Le due sentenze emesse nell’ambito della fase di opposizione afferente al secondo licenziamento venivano appellate sia dal datore di lavoro sia dal lavoratore.

La Corte d’Appello – a seguito dell’intricata vicenda processuale sopra riassunta – dichiarava inefficace il secondo licenziamento e ciò a fronte di una sentenza, seppur non definitiva, che aveva affermato la legittimità del primo.

Avverso tale pronuncia resa dalla Corte d’Appello ricorreva in cassazione il datore di lavoro.

Il ricorso in Cassazione e la decisione assunta dalla Corte

Nelle more del procedimento in cassazione afferente al secondo licenziamento, la Suprema Corte si pronunciava altresì in merito al primo recesso, confermando la legittimità dello stesso.

Con la pronuncia in commento, gli Ermellini hanno quindi rilevato, preliminarmente, la perdita di interesse da parte del datore di lavoro ad insistere per l’annullamento della pronuncia dichiarativa dell’inefficacia del secondo licenziamento, perché tale inefficacia era da ritenersi ora conclamata per il maturare del menzionato giudicato.

Solo al fine di pronunciarsi in merito alle spese processuali, la Suprema Corte accoglieva il ricorso promosso dal datore di lavoro sulla scorta dei seguenti motivi.

In primo luogo, la Corte ha statuito che, in tema di rapporto di lavoro subordinato, il datore di lavoro, qualora abbia già intimato al dipendente il licenziamento, possa legittimamente intimargli un secondo recesso, fondato su una diversa causa o motivo, essendo quest’ultimo del tutto autonomo e distinto rispetto al primo.

Secondo i Giudici di Legittimità, entrambi gli atti di recesso sono in sé astrattamente idonei a raggiungere lo scopo, dovendosi ritenere il secondo licenziamento produttivo di effetti solo nel caso in cui venga riconosciuto invalido o inefficace il precedente con sentenza passata in giudicato.

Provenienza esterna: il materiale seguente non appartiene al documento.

//! Synthetic training question generator.
//!
//! Questions are requested in batches, each grounded in a few randomly
//! sampled laptops. The output file itself is the checkpoint: a run only
//! asks for the difference between the target and the rows already there.

use std::path::Path;

use rand::Rng;
use rand::rngs::StdRng;
use rand::seq::SliceRandom;
use serde_json::Value;

use crate::error::AppError;
use crate::json::parse_llm_json;
use crate::models::{GenerationOptions, LlmRequest};
use crate::pipeline::{EnrichTask, ResultSink};
use crate::table::{CsvAppender, Record, ToRecord, is_missing_value, read_table};

pub const DEFAULT_TARGET: usize = 2000;
pub const DEFAULT_BATCH_SIZE: usize = 10;

/// Laptop columns shown to the model, in this order.
pub const PRIORITY_COLUMNS: [&str; 11] = [
    "name",
    "manufacturer",
    "cpu_model",
    "ram_storage",
    "storage_gb",
    "vga_type",
    "display_size",
    "refresh_rate",
    "root_price",
    "nhu_cau_su_dung",
    "product_weight",
];

const MIN_CONTEXT_LAPTOPS: usize = 3;
const MAX_CONTEXT_LAPTOPS: usize = 5;

/// One generated question with its intent flags.
#[derive(Debug, Clone, PartialEq, Eq)]
pub struct GeneratedQuestion {
    pub question: String,
    pub recommend_budget: u8,
    pub recommend_usage: u8,
    pub tech_detail: u8,
}

impl GeneratedQuestion {
    pub const COLUMNS: [&'static str; 4] =
        ["question", "recommend_budget", "recommend_usage", "tech_detail"];
}

impl ToRecord for GeneratedQuestion {
    fn to_record(&self) -> Record {
        let mut record = Record::new();
        record.insert("question".into(), self.question.clone());
        record.insert("recommend_budget".into(), self.recommend_budget.to_string());
        record.insert("recommend_usage".into(), self.recommend_usage.to_string());
        record.insert("tech_detail".into(), self.tech_detail.to_string());
        record
    }
}

/// A laptop's priority specs, as `(column, value)` pairs.
pub type LaptopSpecs = Vec<(String, String)>;

/// Priority specs of every laptop in the file. Missing values are dropped.
pub fn load_laptops(path: &Path) -> Result<Vec<LaptopSpecs>, AppError> {
    let table = read_table(path)?;
    let indices: Vec<(&str, usize)> = PRIORITY_COLUMNS
        .iter()
        .filter_map(|column| table.column_index(column).map(|idx| (*column, idx)))
        .collect();

    Ok(table
        .rows
        .iter()
        .map(|row| {
            indices
                .iter()
                .filter_map(|(column, idx)| {
                    row.get(*idx)
                        .and_then(|cell| cell.as_deref())
                        .filter(|value| !is_missing_value(value))
                        .map(|value| (column.to_string(), value.to_string()))
                })
                .collect()
        })
        .collect())
}

/// Input of one generation call.
#[derive(Debug, Clone, PartialEq)]
pub struct QuestionBatch {
    pub id: String,
    pub count: usize,
    /// Empty when the dataset has fewer laptops than were drawn.
    pub laptops: Vec<LaptopSpecs>,
}

/// Splits `remaining` questions into batches with fresh random context.
pub fn plan_batches(
    laptops: &[LaptopSpecs],
    remaining: usize,
    batch_size: usize,
    round: usize,
    rng: &mut StdRng,
) -> Vec<QuestionBatch> {
    let batch_size = batch_size.max(1);
    let mut batches = Vec::new();
    let mut left = remaining;
    while left > 0 {
        let count = left.min(batch_size);
        let wanted = rng.gen_range(MIN_CONTEXT_LAPTOPS..=MAX_CONTEXT_LAPTOPS);
        let context = if laptops.len() < wanted {
            Vec::new()
        } else {
            laptops.choose_multiple(rng, wanted).cloned().collect()
        };
        batches.push(QuestionBatch {
            id: format!("round{}-batch{}", round, batches.len()),
            count,
            laptops: context,
        });
        left -= count;
    }
    batches
}

fn coerce_flag(value: &Value) -> Option<u8> {
    match value {
        Value::Bool(b) => Some(u8::from(*b)),
        Value::Number(n) => match n.as_f64()? {
            v if v == 0.0 => Some(0),
            v if v == 1.0 => Some(1),
            _ => None,
        },
        Value::String(s) => match s.trim().to_lowercase().as_str() {
            "0" | "false" => Some(0),
            "1" | "true" => Some(1),
            _ => None,
        },
        _ => None,
    }
}

fn parse_item(item: &Value) -> Option<GeneratedQuestion> {
    let object = item.as_object()?;
    let question = object.get("question")?.as_str()?.trim();
    if question.is_empty() {
        return None;
    }
    Some(GeneratedQuestion {
        question: question.to_string(),
        recommend_budget: coerce_flag(object.get("recommend_budget")?)?,
        recommend_usage: coerce_flag(object.get("recommend_usage")?)?,
        tech_detail: coerce_flag(object.get("tech_detail")?)?,
    })
}

/// Generates batches of labelled questions.
#[derive(Debug, Clone)]
pub struct QuestionGenTask {
    options: GenerationOptions,
}

impl Default for QuestionGenTask {
    fn default() -> Self {
        Self {
            options: GenerationOptions::creative(),
        }
    }
}

impl QuestionGenTask {
    pub fn new() -> Self {
        Self::default()
    }
}

const GENERATION_SYSTEM_PROMPT: &str = "You write realistic Vietnamese questions that \
shoppers ask a laptop store. Mix budget questions, use-case questions and \
specification questions, vary the tone, and mark each question with 0/1 flags \
recommend_budget, recommend_usage and tech_detail (several may be 1).";

impl EnrichTask for QuestionGenTask {
    type Input = QuestionBatch;
    type Output = Vec<GeneratedQuestion>;

    fn name(&self) -> &'static str {
        "question_gen"
    }

    fn key(&self, input: &QuestionBatch) -> String {
        input.id.clone()
    }

    fn build_request(&self, input: &QuestionBatch) -> LlmRequest {
        let context = if input.laptops.is_empty() {
            "No reference laptops; use common market models.".to_string()
        } else {
            input
                .laptops
                .iter()
                .enumerate()
                .map(|(i, specs)| {
                    let fields = specs
                        .iter()
                        .map(|(k, v)| format!("{}: {}", k, v))
                        .collect::<Vec<_>>()
                        .join("; ");
                    format!("{}. {}", i + 1, fields)
                })
                .collect::<Vec<_>>()
                .join("\n")
        };
        let prompt = format!(
            "Reference laptops:\n{}\n\nWrite exactly {} questions. Reply with JSON: \
             {{\"generated_data\": [{{\"question\": string, \"recommend_budget\": 0|1, \
             \"recommend_usage\": 0|1, \"tech_detail\": 0|1}}]}}",
            context, input.count
        );
        LlmRequest::new(prompt)
            .with_system(GENERATION_SYSTEM_PROMPT)
            .with_options(self.options.clone())
    }

    fn parse(&self, input: &QuestionBatch, raw: &str) -> Result<Vec<GeneratedQuestion>, AppError> {
        let value = parse_llm_json(raw)?;
        let items = value
            .get("generated_data")
            .and_then(Value::as_array)
            .ok_or_else(|| {
                AppError::MalformedResponse("'generated_data' is not a list".to_string())
            })?;

        let questions: Vec<GeneratedQuestion> = items.iter().filter_map(parse_item).collect();
        let skipped = items.len() - questions.len();
        if skipped > 0 {
            tracing::warn!(batch = input.id.as_str(), skipped, "Skipped malformed items");
        }
        Ok(questions.into_iter().take(input.count).collect())
    }
}

/// Appends generated batches to the question CSV, one row per question.
pub struct QuestionSink {
    appender: CsvAppender,
}

impl QuestionSink {
    pub fn open(path: &Path) -> Result<Self, AppError> {
        Ok(Self {
            appender: CsvAppender::open(path, &GeneratedQuestion::COLUMNS)?,
        })
    }
}

impl ResultSink<Vec<GeneratedQuestion>> for QuestionSink {
    fn write_batch(&mut self, batch: Vec<Vec<GeneratedQuestion>>) -> Result<usize, AppError> {
        let rows: Vec<GeneratedQuestion> = batch.into_iter().flatten().collect();
        self.appender.append(&rows)
    }
}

Da ciò consegue che la Corte d’Appello avrebbe dovuto pronunciarsi sulla legittimità o meno del secondo licenziamento e ciò in quanto il giudizio relativo al primo licenziamento non si era – all’epoca – ancora concluso con una sentenza passata in giudicato.

La Suprema Corte, accogliendo il ricorso promosso dal datore di lavoro, ha conseguentemente condannato il dipendente al pagamento delle spese legali del procedimento.